* _WHAT THE EXERCISE ASKS_
Could you show each line of the records that contains the word "entity"?

(Collected data)

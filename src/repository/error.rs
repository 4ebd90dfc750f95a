// ==========================================
// 订舱履约核心 - 仓储层错误类型
// ==========================================
// 工具: thiserror 派生宏
// ==========================================

use thiserror::Error;

/// 仓储层错误类型
#[derive(Error, Debug)]
pub enum RepositoryError {
    // ===== 并发控制错误 =====
    #[error("状态比较交换失败: {entity}(id={id}) 期望状态={expected}")]
    CompareAndSwapFailed {
        entity: String,
        id: String,
        expected: String,
    },

    // ===== 数据库错误 =====
    #[error("记录未找到: {entity} with id={id}")]
    NotFound { entity: String, id: String },

    #[error("数据库连接失败: {0}")]
    DatabaseConnectionError(String),

    #[error("数据库锁获取失败: {0}")]
    LockError(String),

    #[error("数据库事务失败: {0}")]
    DatabaseTransactionError(String),

    #[error("数据库查询失败: {0}")]
    DatabaseQueryError(String),

    #[error("唯一约束违反: {0}")]
    UniqueConstraintViolation(String),

    #[error("外键约束违反: {0}")]
    ForeignKeyViolation(String),

    // ===== 数据质量错误 =====
    #[error("字段值错误 (field={field}): {message}")]
    FieldValueError { field: String, message: String },

    #[error("快照序列化失败: {0}")]
    SnapshotSerialization(#[from] serde_json::Error),

    // ===== 通用错误 =====
    #[error("内部错误: {0}")]
    InternalError(String),

    #[error(transparent)]
    Other(#[from] anyhow::Error),
}

// 实现 From<rusqlite::Error>
impl From<rusqlite::Error> for RepositoryError {
    fn from(err: rusqlite::Error) -> Self {
        match err {
            // 写锁等待超时: rusqlite 总会附带 "database is locked" 消息，需先按错误码判定
            rusqlite::Error::SqliteFailure(e, msg)
                if e.code == rusqlite::ErrorCode::DatabaseBusy
                    || e.code == rusqlite::ErrorCode::DatabaseLocked =>
            {
                RepositoryError::DatabaseTransactionError(msg.unwrap_or_else(|| e.to_string()))
            }
            rusqlite::Error::SqliteFailure(_, Some(msg)) => {
                if msg.contains("UNIQUE") {
                    RepositoryError::UniqueConstraintViolation(msg)
                } else if msg.contains("FOREIGN KEY") {
                    RepositoryError::ForeignKeyViolation(msg)
                } else {
                    RepositoryError::DatabaseQueryError(msg)
                }
            }
            rusqlite::Error::QueryReturnedNoRows => RepositoryError::NotFound {
                entity: "Unknown".to_string(),
                id: "Unknown".to_string(),
            },
            _ => RepositoryError::DatabaseQueryError(err.to_string()),
        }
    }
}

/// Result 类型别名
pub type RepositoryResult<T> = Result<T, RepositoryError>;
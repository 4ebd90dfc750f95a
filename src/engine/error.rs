// ==========================================
// 订舱履约核心 - 引擎层错误类型
// ==========================================
// 职责: 业务结果类错误（库存不足 / 已有放箱单 / 单证冻结 / 币种不一致 / 不存在 / 输入非法），
//       技术错误透传 RepositoryError
// ==========================================

use crate::engine::freeze_guard::FreezeDenial;
use crate::repository::error::RepositoryError;
use thiserror::Error;

#[derive(Error, Debug)]
pub enum EngineError {
    #[error("可用箱不足: 箱型={container_type}, 堆场={depot}, 需求={requested}, 可用={available}")]
    InventoryShortfall {
        container_type: String,
        depot: String,
        requested: u32,
        available: u32,
    },

    #[error("订舱已存在放箱单: booking_id={booking_id}, cro_no={cro_no}")]
    ReleaseOrderExists { booking_id: String, cro_no: String },

    #[error("单证已冻结: {0}")]
    DocumentFrozen(FreezeDenial),

    #[error("费用币种与发票币种不一致: 费用={fee_name}({fee_currency}), 发票={invoice_no}({invoice_currency})")]
    CurrencyMismatch {
        fee_name: String,
        fee_currency: String,
        invoice_no: String,
        invoice_currency: String,
    },

    #[error("{entity}不存在: {id}")]
    NotFound { entity: String, id: String },

    #[error("无效输入: {0}")]
    Validation(String),

    #[error(transparent)]
    Repository(#[from] RepositoryError),
}

impl EngineError {
    pub(crate) fn not_found(entity: &str, id: &str) -> Self {
        EngineError::NotFound {
            entity: entity.to_string(),
            id: id.to_string(),
        }
    }
}

impl From<rusqlite::Error> for EngineError {
    fn from(err: rusqlite::Error) -> Self {
        EngineError::Repository(RepositoryError::from(err))
    }
}

impl From<serde_json::Error> for EngineError {
    fn from(err: serde_json::Error) -> Self {
        EngineError::Repository(RepositoryError::SnapshotSerialization(err))
    }
}

pub type EngineResult<T> = Result<T, EngineError>;
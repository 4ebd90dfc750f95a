// ==========================================
// 订舱履约核心 - 进口申报
// ==========================================
// 出口报关单为可修订单证，见 document.rs
// ==========================================

use chrono::NaiveDateTime;
use serde::{Deserialize, Serialize};

use crate::domain::document::CustomsDeclaration;
use crate::domain::invoice::Invoice;

// ==========================================
// ImportDeclaration - 进口申报
// ==========================================
#[derive(Debug, Clone, PartialEq, Serialize, Deserialize)]
pub struct ImportDeclaration {
    pub declaration_id: String,
    pub booking_id: String,
    pub declaration_no: String,
    pub declared_value_minor: i64,
    pub currency: String,
    pub filed_by: String,
    pub filed_at: NaiveDateTime,
}

/// 进口申报请求
#[derive(Debug, Clone, Serialize, Deserialize)]
pub struct ImportDeclarationRequest {
    pub declaration_no: String,
    pub declared_value_minor: i64,
    #[serde(default)]
    pub currency: Option<String>,
}

/// 出口报关请求
#[derive(Debug, Clone, Serialize, Deserialize)]
pub struct CustomsDeclarationRequest {
    pub declaration_no: String,
    pub hs_code: String,
    pub declared_value_minor: i64,
    #[serde(default)]
    pub currency: Option<String>,
}

/// 进口申报结果（申报 + 发票）
#[derive(Debug, Clone, Serialize, Deserialize)]
pub struct ImportFilingResult {
    pub declaration: ImportDeclaration,
    pub invoice: Invoice,
}

/// 出口报关结果
#[derive(Debug, Clone, Serialize, Deserialize)]
pub struct CustomsFilingResult {
    pub declaration: CustomsDeclaration,
    pub invoice: Invoice,
}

* _RESPONSE BELOW_
    #[error("状态比较交换失败: {entity}(id={id}) 期望状态={expected}")]
        entity: String,
    #[error("记录未找到: {entity} with id={id}")]
    NotFound { entity: String, id: String },
                entity: "Unknown".to_string(),
    #[error("{entity}不存在: {id}")]
    NotFound { entity: String, id: String },
    pub(crate) fn not_found(entity: &str, id: &str) -> Self {
            entity: entity.to_string(),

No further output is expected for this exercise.